Assigned task: Scan the data. Collect each line that contains the word "back".

Data supplied:
--- START ---

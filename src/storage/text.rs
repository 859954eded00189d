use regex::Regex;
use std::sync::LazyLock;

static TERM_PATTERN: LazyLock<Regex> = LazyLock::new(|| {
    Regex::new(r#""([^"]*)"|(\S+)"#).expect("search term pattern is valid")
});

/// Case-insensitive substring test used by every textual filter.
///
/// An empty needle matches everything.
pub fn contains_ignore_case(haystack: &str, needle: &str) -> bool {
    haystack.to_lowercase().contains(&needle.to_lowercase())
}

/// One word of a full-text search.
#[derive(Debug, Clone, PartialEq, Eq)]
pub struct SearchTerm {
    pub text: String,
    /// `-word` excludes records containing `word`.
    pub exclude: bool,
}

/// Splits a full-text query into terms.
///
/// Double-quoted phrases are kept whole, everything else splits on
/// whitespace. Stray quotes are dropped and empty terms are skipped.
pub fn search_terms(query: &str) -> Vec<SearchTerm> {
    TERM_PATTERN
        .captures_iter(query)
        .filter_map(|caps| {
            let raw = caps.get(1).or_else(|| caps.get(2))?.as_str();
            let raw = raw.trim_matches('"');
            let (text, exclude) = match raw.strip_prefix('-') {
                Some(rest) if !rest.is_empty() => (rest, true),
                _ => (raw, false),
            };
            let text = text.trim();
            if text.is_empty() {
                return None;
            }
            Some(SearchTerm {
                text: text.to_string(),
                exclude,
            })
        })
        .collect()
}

--- END ---
--- START ---

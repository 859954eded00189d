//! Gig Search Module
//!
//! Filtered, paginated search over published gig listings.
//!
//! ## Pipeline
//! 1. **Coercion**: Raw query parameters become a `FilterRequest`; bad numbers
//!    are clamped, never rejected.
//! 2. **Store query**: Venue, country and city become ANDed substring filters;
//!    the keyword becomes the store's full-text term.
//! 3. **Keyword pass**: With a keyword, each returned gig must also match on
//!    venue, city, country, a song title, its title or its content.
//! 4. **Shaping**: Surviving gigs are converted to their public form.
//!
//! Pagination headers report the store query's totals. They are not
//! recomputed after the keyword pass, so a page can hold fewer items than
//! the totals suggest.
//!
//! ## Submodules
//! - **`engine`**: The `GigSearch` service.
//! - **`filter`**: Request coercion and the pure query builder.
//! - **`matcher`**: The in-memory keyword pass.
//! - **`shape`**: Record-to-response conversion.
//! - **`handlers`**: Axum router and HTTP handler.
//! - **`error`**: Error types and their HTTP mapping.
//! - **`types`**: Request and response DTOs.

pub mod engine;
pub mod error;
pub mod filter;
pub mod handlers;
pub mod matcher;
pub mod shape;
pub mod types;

--- END ---
--- START ---

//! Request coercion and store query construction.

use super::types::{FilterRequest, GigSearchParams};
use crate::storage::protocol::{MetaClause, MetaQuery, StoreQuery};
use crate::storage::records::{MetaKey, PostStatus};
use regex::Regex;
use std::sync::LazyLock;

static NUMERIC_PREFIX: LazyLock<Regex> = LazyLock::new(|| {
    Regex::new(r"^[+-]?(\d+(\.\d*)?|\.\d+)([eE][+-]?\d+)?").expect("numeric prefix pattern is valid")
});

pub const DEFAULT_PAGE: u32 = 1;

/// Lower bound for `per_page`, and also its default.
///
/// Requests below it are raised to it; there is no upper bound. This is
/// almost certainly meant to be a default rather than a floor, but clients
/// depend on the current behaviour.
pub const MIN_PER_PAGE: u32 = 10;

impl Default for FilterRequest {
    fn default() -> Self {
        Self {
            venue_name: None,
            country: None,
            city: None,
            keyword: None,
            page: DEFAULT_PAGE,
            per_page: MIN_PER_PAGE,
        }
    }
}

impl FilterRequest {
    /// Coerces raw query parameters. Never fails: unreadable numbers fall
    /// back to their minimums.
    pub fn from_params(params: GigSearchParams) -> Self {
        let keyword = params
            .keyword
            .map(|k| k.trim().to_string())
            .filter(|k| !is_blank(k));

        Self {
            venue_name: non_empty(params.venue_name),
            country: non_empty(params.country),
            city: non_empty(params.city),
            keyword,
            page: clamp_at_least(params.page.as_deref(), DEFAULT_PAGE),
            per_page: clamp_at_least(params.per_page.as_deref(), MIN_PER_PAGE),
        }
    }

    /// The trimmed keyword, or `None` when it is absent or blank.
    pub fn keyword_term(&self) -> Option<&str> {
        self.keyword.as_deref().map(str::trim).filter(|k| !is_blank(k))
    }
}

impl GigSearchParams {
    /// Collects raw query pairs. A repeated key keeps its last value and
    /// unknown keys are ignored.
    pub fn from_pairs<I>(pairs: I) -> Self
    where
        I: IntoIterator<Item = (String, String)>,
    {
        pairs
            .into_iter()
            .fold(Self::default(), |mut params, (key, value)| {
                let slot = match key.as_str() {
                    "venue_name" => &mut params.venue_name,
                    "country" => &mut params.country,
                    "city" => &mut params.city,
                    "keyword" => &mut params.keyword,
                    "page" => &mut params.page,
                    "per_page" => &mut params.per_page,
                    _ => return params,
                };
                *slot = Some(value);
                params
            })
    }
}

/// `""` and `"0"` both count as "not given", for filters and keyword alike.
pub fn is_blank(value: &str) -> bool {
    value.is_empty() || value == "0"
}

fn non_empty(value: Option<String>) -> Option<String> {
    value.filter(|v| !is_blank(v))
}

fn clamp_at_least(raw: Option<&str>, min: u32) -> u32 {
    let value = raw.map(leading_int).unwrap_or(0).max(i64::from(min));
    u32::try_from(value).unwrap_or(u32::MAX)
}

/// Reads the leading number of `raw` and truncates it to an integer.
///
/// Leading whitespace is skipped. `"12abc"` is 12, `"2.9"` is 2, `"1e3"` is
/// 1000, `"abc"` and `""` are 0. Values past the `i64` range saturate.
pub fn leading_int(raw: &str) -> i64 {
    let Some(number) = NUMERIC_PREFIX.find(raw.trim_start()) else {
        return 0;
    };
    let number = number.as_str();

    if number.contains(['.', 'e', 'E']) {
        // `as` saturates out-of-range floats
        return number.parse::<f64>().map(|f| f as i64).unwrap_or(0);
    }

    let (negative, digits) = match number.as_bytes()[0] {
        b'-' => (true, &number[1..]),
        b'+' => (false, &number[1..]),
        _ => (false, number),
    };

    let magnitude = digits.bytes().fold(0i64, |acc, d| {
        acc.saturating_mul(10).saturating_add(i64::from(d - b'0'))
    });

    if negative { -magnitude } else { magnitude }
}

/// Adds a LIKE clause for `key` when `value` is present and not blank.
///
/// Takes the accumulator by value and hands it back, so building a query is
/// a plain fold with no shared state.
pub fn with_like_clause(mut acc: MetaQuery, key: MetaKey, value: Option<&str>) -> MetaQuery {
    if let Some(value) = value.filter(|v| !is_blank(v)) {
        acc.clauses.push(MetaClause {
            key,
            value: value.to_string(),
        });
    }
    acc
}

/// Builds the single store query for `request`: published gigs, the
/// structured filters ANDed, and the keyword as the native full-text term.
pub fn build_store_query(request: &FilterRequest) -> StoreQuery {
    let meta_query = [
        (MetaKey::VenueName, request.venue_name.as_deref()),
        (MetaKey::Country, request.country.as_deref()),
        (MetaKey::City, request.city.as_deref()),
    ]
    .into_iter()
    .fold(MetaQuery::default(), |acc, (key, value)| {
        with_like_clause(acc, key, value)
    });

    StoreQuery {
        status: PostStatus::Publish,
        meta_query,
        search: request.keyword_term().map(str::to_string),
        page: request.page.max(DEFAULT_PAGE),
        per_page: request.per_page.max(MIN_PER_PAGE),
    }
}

--- END ---

Result:
    /// back to their minimums.
/// Takes the accumulator by value and hands it back, so building a query is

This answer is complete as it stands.